Still, it's the journey that matters, and on Thursday night, the Flecktones' original lineup (with multi-instrumentalist Howard Levy having re-joined the group in 2011) gave Ottawa quite the ride as they ripped through a performance that found members selecting songs at whim from a rotating set list of old and new (well, sort of) tracks.
 
With their ridiculous album titles and covers (Flight of the Cosmic Hippo, anyone?) and bizarre instrument combos (this is a band with a member who refers to himself as "Future Man," dresses like a pirate, and plays a one-of-a-kind midi monstrosity known as a drumitar), Béla Fleck and the Flecktones have long felt relegated to the past with their ambitious, banjo-laden sound and even odder aesthetics. (You can't even find their most recent album on Spotify, even though it came out seven years ago.)
 
They are, if I'm honest, pretty uncool.
 
Still, there's something enchanting about their brazen attempts at otherworldly art.
 
Not just music for the sake of musical mastery, midway through their set Fleck took a moment to mention the birth of his second son, honouring his recent arrival with a rendition of a concerto he wrote for his first — Juno — while he was stranded at the Dallas/Fort Worth International Airport trying to get back to his family.
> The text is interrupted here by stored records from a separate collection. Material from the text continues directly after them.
//! Domain types shared by the store, the aggregation service and the client.

pub mod count;
pub mod task;

pub use count::TaskCount;
pub use task::{NewTask, Task};
//! Error types for tasklist operations.
//!
//! [`Error`] is the crate-wide error. Its variants follow the failure
//! taxonomy of the application: authentication failures, store failures and
//! validation failures, plus configuration and transport failures that only
//! occur at the edges.

use thiserror::Error;

/// Crate-wide result alias.
pub type Result<T> = std::result::Result<T, Error>;

/// Errors surfaced by the store, the auth provider, the aggregation service
/// and the client data layer.
///
/// # Examples
///
/// ```
/// use tasklist::Error;
///
/// let err = Error::validation("Task text must not be empty");
/// assert!(err.is_validation());
/// assert_eq!(err.to_string(), "Task text must not be empty");
/// ```
#[derive(Debug, Error)]
pub enum Error {
    /// Missing, invalid or expired credential.
    #[error("{0}")]
    Authentication(String),

    /// Underlying persistence failure (constraint violation, connectivity).
    #[error("{0}")]
    Store(String),

    /// The requested record does not exist for this owner.
    #[error("task not found: {task_id}")]
    NotFound {
        /// The task ID that was not found.
        task_id: String,
    },

    /// Input rejected before any network call.
    #[error("{0}")]
    Validation(String),

    /// Missing or malformed configuration.
    #[error("configuration error: {0}")]
    Config(String),

    /// HTTP failure while talking to a remote collaborator.
    #[error("transport error: {0}")]
    Transport(String),

    /// The aggregation endpoint answered with a structured error body.
    #[error("{0}")]
    Service(String),

    /// Anything else.
    #[error("internal error: {0}")]
    Internal(String),
}

impl Error {
    /// Create an authentication error.
    pub fn authentication(message: impl Into<String>) -> Self {
        Self::Authentication(message.into())
    }

    /// Create a store error.
    pub fn store(message: impl Into<String>) -> Self {
        Self::Store(message.into())
    }

    /// Create a validation error.
    pub fn validation(message: impl Into<String>) -> Self {
        Self::Validation(message.into())
    }

    /// Create a configuration error.
    pub fn config(message: impl Into<String>) -> Self {
        Self::Config(message.into())
    }

    /// Create a transport error.
    pub fn transport(message: impl Into<String>) -> Self {
        Self::Transport(message.into())
    }

    /// Create an internal error.
    pub fn internal(message: impl Into<String>) -> Self {
        Self::Internal(message.into())
    }

    /// Returns `true` for [`Error::Authentication`].
    pub fn is_authentication(&self) -> bool {
        matches!(self, Self::Authentication(_))
    }

    /// Returns `true` for [`Error::Validation`].
    pub fn is_validation(&self) -> bool {
        matches!(self, Self::Validation(_))
    }

    /// Returns `true` for store-side failures, including not-found.
    pub fn is_store(&self) -> bool {
        matches!(self, Self::Store(_) | Self::NotFound { .. })
    }
}

impl From<serde_json::Error> for Error {
    fn from(err: serde_json::Error) -> Self {
        Self::Internal(format!("serialization failed: {err}"))
    }
}

#[cfg(feature = "http-client")]
impl From<reqwest::Error> for Error {
    fn from(err: reqwest::Error) -> Self {
        Self::Transport(err.to_string())
    }
}

#[cfg(test)]
mod tests {
    use super::*;

    #[test]
    fn display_keeps_message_verbatim() {
        assert_eq!(
            Error::authentication("Invalid user token").to_string(),
            "Invalid user token"
        );
        assert_eq!(
            Error::store("duplicate key value").to_string(),
            "duplicate key value"
        );
        assert_eq!(
            Error::NotFound {
                task_id: "abc".to_string()
            }
            .to_string(),
            "task not found: abc"
        );
    }

    #[test]
    fn classification_helpers() {
        assert!(Error::authentication("x").is_authentication());
        assert!(Error::validation("x").is_validation());
        assert!(Error::store("x").is_store());
        assert!(Error::NotFound {
            task_id: "t".to_string()
        }
        .is_store());
        assert!(!Error::internal("x").is_store());
    }
}
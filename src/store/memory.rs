//! In-memory task store.
//!
//! [`InMemoryTaskStore`] keeps rows in a `DashMap<String, StoredTask>` keyed
//! by task ID. Owner isolation is enforced on every operation: a row whose
//! `user_id` differs from the caller's owner is reported as
//! [`Error::NotFound`], never revealing that it exists.
//!
//! # Examples
//!
//! ```
//! # #[tokio::main]
//! # async fn main() {
//! use tasklist::store::{InMemoryTaskStore, TaskStore};
//! use tasklist::types::NewTask;
//!
//! let store = InMemoryTaskStore::new();
//! let task = store.insert(NewTask::new("user-1", "buy milk").unwrap()).await.unwrap();
//! assert_eq!(store.list("user-1").await.unwrap(), vec![task]);
//! assert!(store.list("user-2").await.unwrap().is_empty());
//! # }
//! ```

use std::sync::atomic::{AtomicU64, Ordering};

use async_trait::async_trait;
use dashmap::DashMap;

use crate::error::{Error, Result};
use crate::types::{NewTask, Task};

use super::TaskStore;

/// A row plus its insertion sequence, used to break `created_at` ties.
#[derive(Debug, Clone)]
struct StoredTask {
    task: Task,
    seq: u64,
}

/// Thread-safe in-memory [`TaskStore`].
#[derive(Debug, Default)]
pub struct InMemoryTaskStore {
    rows: DashMap<String, StoredTask>,
    next_seq: AtomicU64,
}

impl InMemoryTaskStore {
    /// Creates an empty store.
    pub fn new() -> Self {
        Self::default()
    }

    /// Seeds the store with existing rows, keeping their IDs and timestamps.
    pub fn with_tasks(tasks: impl IntoIterator<Item = Task>) -> Self {
        let store = Self::new();
        for task in tasks {
            store.put(task);
        }
        store
    }

    /// Returns the number of rows across all owners.
    pub fn len(&self) -> usize {
        self.rows.len()
    }

    /// Returns `true` if the store holds no rows.
    pub fn is_empty(&self) -> bool {
        self.rows.is_empty()
    }

    fn put(&self, task: Task) {
        let seq = self.next_seq.fetch_add(1, Ordering::Relaxed);
        self.rows.insert(task.id.clone(), StoredTask { task, seq });
    }

    fn owned_rows(&self, owner_id: &str) -> Vec<StoredTask> {
        self.rows
            .iter()
            .filter(|entry| entry.value().task.user_id == owner_id)
            .map(|entry| entry.value().clone())
            .collect()
    }
}

#[async_trait]
impl TaskStore for InMemoryTaskStore {
    async fn list(&self, owner_id: &str) -> Result<Vec<Task>> {
        let mut rows = self.owned_rows(owner_id);
        rows.sort_by(|a, b| {
            b.task
                .created_at
                .cmp(&a.task.created_at)
                .then_with(|| b.seq.cmp(&a.seq))
        });
        Ok(rows.into_iter().map(|row| row.task).collect())
    }

    async fn completion_flags(&self, owner_id: &str) -> Result<Vec<bool>> {
        Ok(self
            .rows
            .iter()
            .filter(|entry| entry.value().task.user_id == owner_id)
            .map(|entry| entry.value().task.completed)
            .collect())
    }

    async fn insert(&self, new_task: NewTask) -> Result<Task> {
        let task = Task::from_new(new_task);
        if self.rows.contains_key(&task.id) {
            return Err(Error::store(format!(
                "duplicate key value violates unique constraint: {}",
                task.id
            )));
        }
        self.put(task.clone());
        Ok(task)
    }

    async fn set_completed(&self, task_id: &str, owner_id: &str, completed: bool) -> Result<Task> {
        let mut entry = self
            .rows
            .get_mut(task_id)
            .filter(|entry| entry.value().task.user_id == owner_id)
            .ok_or_else(|| Error::NotFound {
                task_id: task_id.to_string(),
            })?;
        entry.value_mut().task.completed = completed;
        Ok(entry.value().task.clone())
    }

    async fn delete(&self, task_id: &str, owner_id: &str) -> Result<()> {
        self.rows
            .remove_if(task_id, |_, row| row.task.user_id == owner_id)
            .map(|_| ())
            .ok_or_else(|| Error::NotFound {
                task_id: task_id.to_string(),
            })
    }
}
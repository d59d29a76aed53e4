//! Task store trait and implementations.
//!
//! # Architecture
//!
//! [`TaskStore`] is the type-erasure interface used as `Arc<dyn TaskStore>`
//! by the aggregation service and the client data layer. Every operation is
//! scoped to an owner: a row is only readable or writable by the user that
//! owns it, and an owner mismatch is indistinguishable from not-found.
//!
//! # Implementations
//!
//! - [`InMemoryTaskStore`](memory::InMemoryTaskStore) -- thread-safe store
//!   backed by `DashMap`, used for tests and local development.
//! - [`RestTaskStore`](rest::RestTaskStore) -- client for the hosted data
//!   store's row API. Available behind the `http-client` feature flag.

pub mod memory;
#[cfg(feature = "http-client")]
pub mod rest;

use async_trait::async_trait;

use crate::error::Result;
use crate::types::{NewTask, Task};

pub use memory::InMemoryTaskStore;
#[cfg(feature = "http-client")]
pub use rest::{RestStoreConfig, RestTaskStore};

/// Owner-scoped persistence for tasks.
///
/// # Thread Safety
///
/// Implementations must be `Send + Sync` to support concurrent access from
/// multiple request handlers.
///
/// # Ordering
///
/// [`list`](TaskStore::list) returns tasks ordered by `created_at`, newest
/// first. Callers must not rely on any other ordering.
#[async_trait]
pub trait TaskStore: Send + Sync {
    /// Lists all tasks owned by `owner_id`, newest first.
    ///
    /// # Errors
    ///
    /// - [`Error::Store`](crate::Error::Store) on backend failures.
    async fn list(&self, owner_id: &str) -> Result<Vec<Task>>;

    /// Fetches only the `completed` flag of every task owned by `owner_id`.
    ///
    /// This is the projection the aggregation service needs; the filter is
    /// applied by the store so other owners' rows are never loaded.
    ///
    /// # Errors
    ///
    /// - [`Error::Store`](crate::Error::Store) on backend failures.
    async fn completion_flags(&self, owner_id: &str) -> Result<Vec<bool>>;

    /// Inserts a task for the payload's owner and returns the stored row.
    ///
    /// # Errors
    ///
    /// - [`Error::Store`](crate::Error::Store) on constraint violations or
    ///   backend failures.
    async fn insert(&self, new_task: NewTask) -> Result<Task>;

    /// Sets the `completed` flag of one task and returns the updated row.
    ///
    /// # Errors
    ///
    /// - [`Error::NotFound`](crate::Error::NotFound) if no task with the ID
    ///   exists for this owner.
    /// - [`Error::Store`](crate::Error::Store) on backend failures.
    async fn set_completed(&self, task_id: &str, owner_id: &str, completed: bool) -> Result<Task>;

    /// Deletes one task.
    ///
    /// # Errors
    ///
    /// - [`Error::NotFound`](crate::Error::NotFound) if no task with the ID
    ///   exists for this owner.
    /// - [`Error::Store`](crate::Error::Store) on backend failures.
    async fn delete(&self, task_id: &str, owner_id: &str) -> Result<()>;
}
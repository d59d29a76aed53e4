//! # tasklist
//!
//! A personal task list backed by a hosted row store, with an authenticated
//! aggregation endpoint and a cache-backed client data layer.
//!
//! # Overview
//!
//! The service half answers `count-todos`: given a bearer token it resolves
//! the caller through the authentication provider, reads only the caller's
//! `completed` flags from the store and returns
//! `{ "totalCount": n, "completedCount": m }`. Every response carries
//! permissive CORS headers and every failure is a 400 with `{ "error": msg }`.
//!
//! The client half keeps two cached queries (the task list and the counts)
//! consistent with the store by invalidating both after every successful
//! create, toggle or delete.
//!
//! # Module Organization
//!
//! - [`types`] - `Task`, `NewTask` and `TaskCount`
//! - [`store`] - owner-scoped persistence (`InMemoryTaskStore`, `RestTaskStore`)
//! - [`server`] - token validation, `CountService` and the axum transport
//! - [`client`] - `QueryCache`, `TaskClient` and the view model
//! - [`error`] - the crate-wide error type
//!
//! # Features
//!
//! - `server` - axum router and listener for the count endpoint
//! - `http-client` - reqwest-backed store, token validator and count source
//! - `logging` - [`init_logging`] via `tracing-subscriber`
//!
//! # Example
//!
//! ```
//! use std::sync::Arc;
//! use tasklist::server::auth::MockValidator;
//! use tasklist::server::CountService;
//! use tasklist::store::{InMemoryTaskStore, TaskStore};
//! use tasklist::types::NewTask;
//!
//! # #[tokio::main]
//! # async fn main() -> tasklist::Result<()> {
//! let store = Arc::new(InMemoryTaskStore::new());
//! store.insert(NewTask::new("alice", "read")?).await?;
//!
//! let validator = Arc::new(MockValidator::new().with_token("t0k", "alice"));
//! let service = CountService::new(validator, store);
//!
//! let counts = service.count(Some("Bearer t0k")).await?;
//! assert_eq!((counts.total_count(), counts.completed_count()), (1, 0));
//! # Ok(())
//! # }
//! ```

pub mod client;
pub mod error;
pub mod server;
pub mod shared;
pub mod store;
pub mod types;

pub use error::{Error, Result};
pub use types::{NewTask, Task, TaskCount};

/// Install a global `tracing` subscriber writing formatted events to stderr.
///
/// The filter comes from `RUST_LOG`, defaulting to `info`. Calling this more
/// than once is harmless; later calls leave the first subscriber in place.
#[cfg(feature = "logging")]
pub fn init_logging() {
    use tracing_subscriber::layer::SubscriberExt;
    use tracing_subscriber::util::SubscriberInitExt;

    let _ = tracing_subscriber::registry()
        .with(
            tracing_subscriber::EnvFilter::try_from_default_env()
                .unwrap_or_else(|_| "info".into()),
        )
        .with(tracing_subscriber::fmt::layer().with_writer(std::io::stderr))
        .try_init();
}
It was a special moment in a night of many.
 
Still, there were parts that waxed and waned, with the band sometimes getting lost in the groove when the audience had left it long ago. But they all got it back together for closer "The Sinister Minister," with bassist Victor Wooten playing with such full-throttle intensity he literally spun within his strap while his bass stayed perfectly still in a move that — much like the night — may have seemed frivolous to some, but was unforgettable to others.